In addition to health information, travel advisories produced by the U.S. State Department also represent an official authoritative source. “When dealing with public health issues, organizations should not attempt to reinvent the wheel or––more important––take responsibility for providing information outside of their area of expertise,” says Seideman.
How can you best educate your employees?
“Tap all communication vehicles,” Seideman says. “Share these resources via internal email, your Intranet, social media that points to your official communications, Web postings and during in-person staff meetings.”

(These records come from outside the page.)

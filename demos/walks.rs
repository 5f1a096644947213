// (c) Copyright 2025 Helsing GmbH. All rights reserved.
//! A dog walker's book-keeping: read the state, edit it through a recipe and through a
//! partial object, and watch the changes arrive at a subscriber.

use pure_undo::{Store, Value, array, object};
use std::error::Error;

fn main() -> Result<(), Box<dyn Error>> {
    let store = Store::new(object! {
        "numberOfWalks" => 2876,
        "animals" => array![
            object! { "name" => "Aiofe", "age" => 6 },
            object! { "name" => "Sen", "age" => 8 },
        ],
    });

    // Subscribers run after every change, whichever handle made it.
    let log = store.clone();
    let _subscription = store.subscribe(move || {
        println!("state is now {}", log.state());
    });

    // A recipe edits a draft. The snapshot it started from stays untouched.
    let before = store.state();
    store.update(|d| {
        d.set_with("numberOfWalks", |n| Value::from(n.as_i64().unwrap_or(0) + 1));
    })?;
    println!("walks before: {}", before.get("numberOfWalks").unwrap_or(&Value::Null));

    // A partial object is merged onto the target.
    store.merge(object! { "owner" => "Siobhan" })?;

    // Writing the value that is already there changes nothing and notifies no one.
    store.merge(object! { "owner" => "Siobhan" })?;

    // Arrays are edited through the draft of their parent.
    store.update(|d| d.at("animals").push(object! { "name" => "Odin", "age" => 5 }))?;

    println!("{} updates recorded", store.history_len());
    Ok(())
}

For example, Seideman’s team distributed this announcement at the onset of Zika concerns in the U.S.:
- Set up crisis drills now. Seideman says gauging your colleagues’ capabilities and preparedness for a crisis—through periodic drills and table-top exercises—is crucial.
Here’s how: “Develop a scenario in conjunction with your local emergency preparedness and police departments. It can be a natural disaster such as a tornado, a hostage-taking in the workplace or a chemical spill fro a laboratory or nearby railroad line,” she says.

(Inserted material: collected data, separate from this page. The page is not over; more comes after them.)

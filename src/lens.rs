// (c) Copyright 2025 Helsing GmbH. All rights reserved.
//! Views into a store.
//!
//! A view is described by an [`Accessor`]: something that, given the value of its parent view,
//! names the position of a child inside it. Views compose, so a view of a view resolves to the
//! concatenation of both positions.
//!
//! Positions are re-resolved against the current snapshot every time a view is read or
//! updated. An accessor that depends on the data (such as "the animal named Sen") therefore
//! follows the data as it moves.
use crate::{Path, Segment, StoreError, Value};
use std::{fmt, rc::Rc};

/// Locates a child position inside a value.
///
/// Implemented for fixed positions ([`Path`], [`Segment`], string keys and `usize` indices) and
/// for closures `Fn(&Value) -> Option<Path>`, which may inspect the value:
///
/// ```rust
/// # use pure_undo::{array, object, path, Path, Store, Value};
/// let store = Store::new(object! {
///     "animals" => array![object! { "name" => "Aiofe" }, object! { "name" => "Sen" }],
/// });
/// let sen = store.store_for(|state: &Value| -> Option<Path> {
///     let animals = state.get("animals")?.as_array()?;
///     let index = animals.iter().position(|a| *a.get("name").unwrap() == "Sen")?;
///     Some(path!["animals", index])
/// });
/// assert_eq!(sen.path().unwrap(), path!["animals", 1]);
/// ```
pub trait Accessor {
    /// Returns the position of the target relative to `value`, or `None` if there is none.
    fn locate(&self, value: &Value) -> Option<Path>;
}

impl Accessor for Path {
    fn locate(&self, _: &Value) -> Option<Path> {
        Some(self.clone())
    }
}

impl Accessor for Segment {
    fn locate(&self, _: &Value) -> Option<Path> {
        Some(Path::from(self.clone()))
    }
}

impl Accessor for &str {
    fn locate(&self, _: &Value) -> Option<Path> {
        Some(Path::from(Segment::from(*self)))
    }
}

impl Accessor for String {
    fn locate(&self, _: &Value) -> Option<Path> {
        Some(Path::from(Segment::from(self.as_str())))
    }
}

impl Accessor for usize {
    fn locate(&self, _: &Value) -> Option<Path> {
        Some(Path::from(Segment::Index(*self)))
    }
}

impl<F> Accessor for F
where
    F: Fn(&Value) -> Option<Path>,
{
    fn locate(&self, value: &Value) -> Option<Path> {
        self(value)
    }
}

/// A chain of accessors from the root of a store down to a view.
#[derive(Clone, Default)]
pub(crate) struct Lens {
    parent: Option<Rc<Lens>>,
    accessor: Option<Rc<dyn Accessor>>,
}

impl Lens {
    /// The lens of the root store.
    pub(crate) fn root() -> Self {
        Self::default()
    }

    pub(crate) fn is_root(&self) -> bool {
        self.parent.is_none()
    }

    /// Returns a lens that applies `accessor` to the target of `parent`.
    pub(crate) fn compose(parent: &Rc<Lens>, accessor: impl Accessor + 'static) -> Self {
        Self {
            parent: Some(Rc::clone(parent)),
            accessor: Some(Rc::new(accessor)),
        }
    }

    /// Number of accessors between the root and this lens.
    pub(crate) fn depth(&self) -> usize {
        self.parent.as_ref().map_or(0, |parent| parent.depth() + 1)
    }

    /// Resolves the absolute path of this lens's target in `snapshot`.
    ///
    /// Every accessor sees the value its parent resolves to, or [`Value::Null`] if nothing is
    /// there.
    pub(crate) fn resolve(&self, snapshot: &Value) -> Result<Path, StoreError> {
        let mut path = match &self.parent {
            Some(parent) => parent.resolve(snapshot)?,
            None => Path::root(),
        };
        if let Some(accessor) = &self.accessor {
            let null = Value::Null;
            let target = snapshot.pointer(&path).unwrap_or(&null);
            let relative = accessor
                .locate(target)
                .ok_or_else(|| StoreError::Unlocated { at: path.clone() })?;
            path.extend(relative.iter().cloned());
        }
        Ok(path)
    }
}

impl fmt::Debug for Lens {
    fn fmt(&self, f: &mut fmt::Formatter<'_>) -> fmt::Result {
        f.debug_struct("Lens").field("depth", &self.depth()).finish()
    }
}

Then pull together representatives for your company’s departments and units that would respond in such an emergency. Draft a plan of action based on how your organization should respond.
“Of course, communications would be critical,” Seideman says. “This starts with immediate alerts via your organization’s emergency communications system—texts, email and Web—reinforced with social media postings and briefings.”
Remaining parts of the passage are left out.